▶ **What this task involves**: Your task is to copy every line below that contains the word "registry".

[Collected data]
+++
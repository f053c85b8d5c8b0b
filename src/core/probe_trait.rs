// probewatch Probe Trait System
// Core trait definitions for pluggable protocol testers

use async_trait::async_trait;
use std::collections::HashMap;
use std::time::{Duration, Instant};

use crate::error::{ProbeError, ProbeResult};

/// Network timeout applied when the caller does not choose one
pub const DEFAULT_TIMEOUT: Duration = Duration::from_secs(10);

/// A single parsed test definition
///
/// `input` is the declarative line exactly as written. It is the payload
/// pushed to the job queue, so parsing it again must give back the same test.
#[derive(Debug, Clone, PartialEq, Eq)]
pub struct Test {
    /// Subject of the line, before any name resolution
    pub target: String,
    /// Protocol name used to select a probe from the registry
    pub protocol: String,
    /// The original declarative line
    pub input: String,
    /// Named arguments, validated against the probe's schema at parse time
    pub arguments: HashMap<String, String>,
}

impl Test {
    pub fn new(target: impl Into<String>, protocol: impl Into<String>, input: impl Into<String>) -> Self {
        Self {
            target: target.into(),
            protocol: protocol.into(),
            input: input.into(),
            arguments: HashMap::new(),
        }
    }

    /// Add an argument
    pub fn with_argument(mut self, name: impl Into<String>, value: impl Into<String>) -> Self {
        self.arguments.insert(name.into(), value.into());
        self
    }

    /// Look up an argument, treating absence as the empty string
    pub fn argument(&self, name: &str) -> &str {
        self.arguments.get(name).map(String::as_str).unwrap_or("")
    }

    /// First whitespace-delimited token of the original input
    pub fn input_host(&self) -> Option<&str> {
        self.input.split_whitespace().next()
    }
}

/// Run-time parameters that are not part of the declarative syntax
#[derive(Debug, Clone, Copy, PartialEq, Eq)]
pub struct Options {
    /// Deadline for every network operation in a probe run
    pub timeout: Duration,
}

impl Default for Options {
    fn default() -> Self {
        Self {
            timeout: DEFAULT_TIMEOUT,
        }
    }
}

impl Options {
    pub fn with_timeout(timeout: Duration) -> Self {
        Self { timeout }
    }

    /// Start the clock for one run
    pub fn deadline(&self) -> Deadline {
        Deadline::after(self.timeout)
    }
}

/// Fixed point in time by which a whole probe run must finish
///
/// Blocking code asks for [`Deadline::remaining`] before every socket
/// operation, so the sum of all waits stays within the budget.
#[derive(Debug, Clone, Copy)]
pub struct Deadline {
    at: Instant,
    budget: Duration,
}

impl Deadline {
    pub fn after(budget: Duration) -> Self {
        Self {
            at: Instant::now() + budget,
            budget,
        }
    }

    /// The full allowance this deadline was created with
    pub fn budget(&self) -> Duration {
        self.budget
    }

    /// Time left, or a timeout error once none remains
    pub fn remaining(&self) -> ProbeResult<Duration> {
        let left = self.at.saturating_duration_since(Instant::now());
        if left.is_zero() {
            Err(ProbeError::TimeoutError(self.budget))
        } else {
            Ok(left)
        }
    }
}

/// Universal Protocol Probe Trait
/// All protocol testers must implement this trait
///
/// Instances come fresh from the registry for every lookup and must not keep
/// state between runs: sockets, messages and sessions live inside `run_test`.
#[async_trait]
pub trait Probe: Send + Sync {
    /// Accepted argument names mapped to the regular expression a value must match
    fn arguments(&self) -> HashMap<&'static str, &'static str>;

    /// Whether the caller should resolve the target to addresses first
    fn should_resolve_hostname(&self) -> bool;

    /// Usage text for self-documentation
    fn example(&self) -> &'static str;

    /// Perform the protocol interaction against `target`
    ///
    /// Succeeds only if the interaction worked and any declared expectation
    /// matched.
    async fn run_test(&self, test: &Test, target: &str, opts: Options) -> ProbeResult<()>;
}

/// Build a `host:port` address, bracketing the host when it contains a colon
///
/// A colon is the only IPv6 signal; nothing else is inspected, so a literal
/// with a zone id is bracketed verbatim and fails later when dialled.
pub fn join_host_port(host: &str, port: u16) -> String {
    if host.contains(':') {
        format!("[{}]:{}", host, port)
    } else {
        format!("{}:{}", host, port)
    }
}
+++
▶ **Written response**:
    /// Protocol name used to select a probe from the registry
/// Instances come fresh from the registry for every lookup and must not keep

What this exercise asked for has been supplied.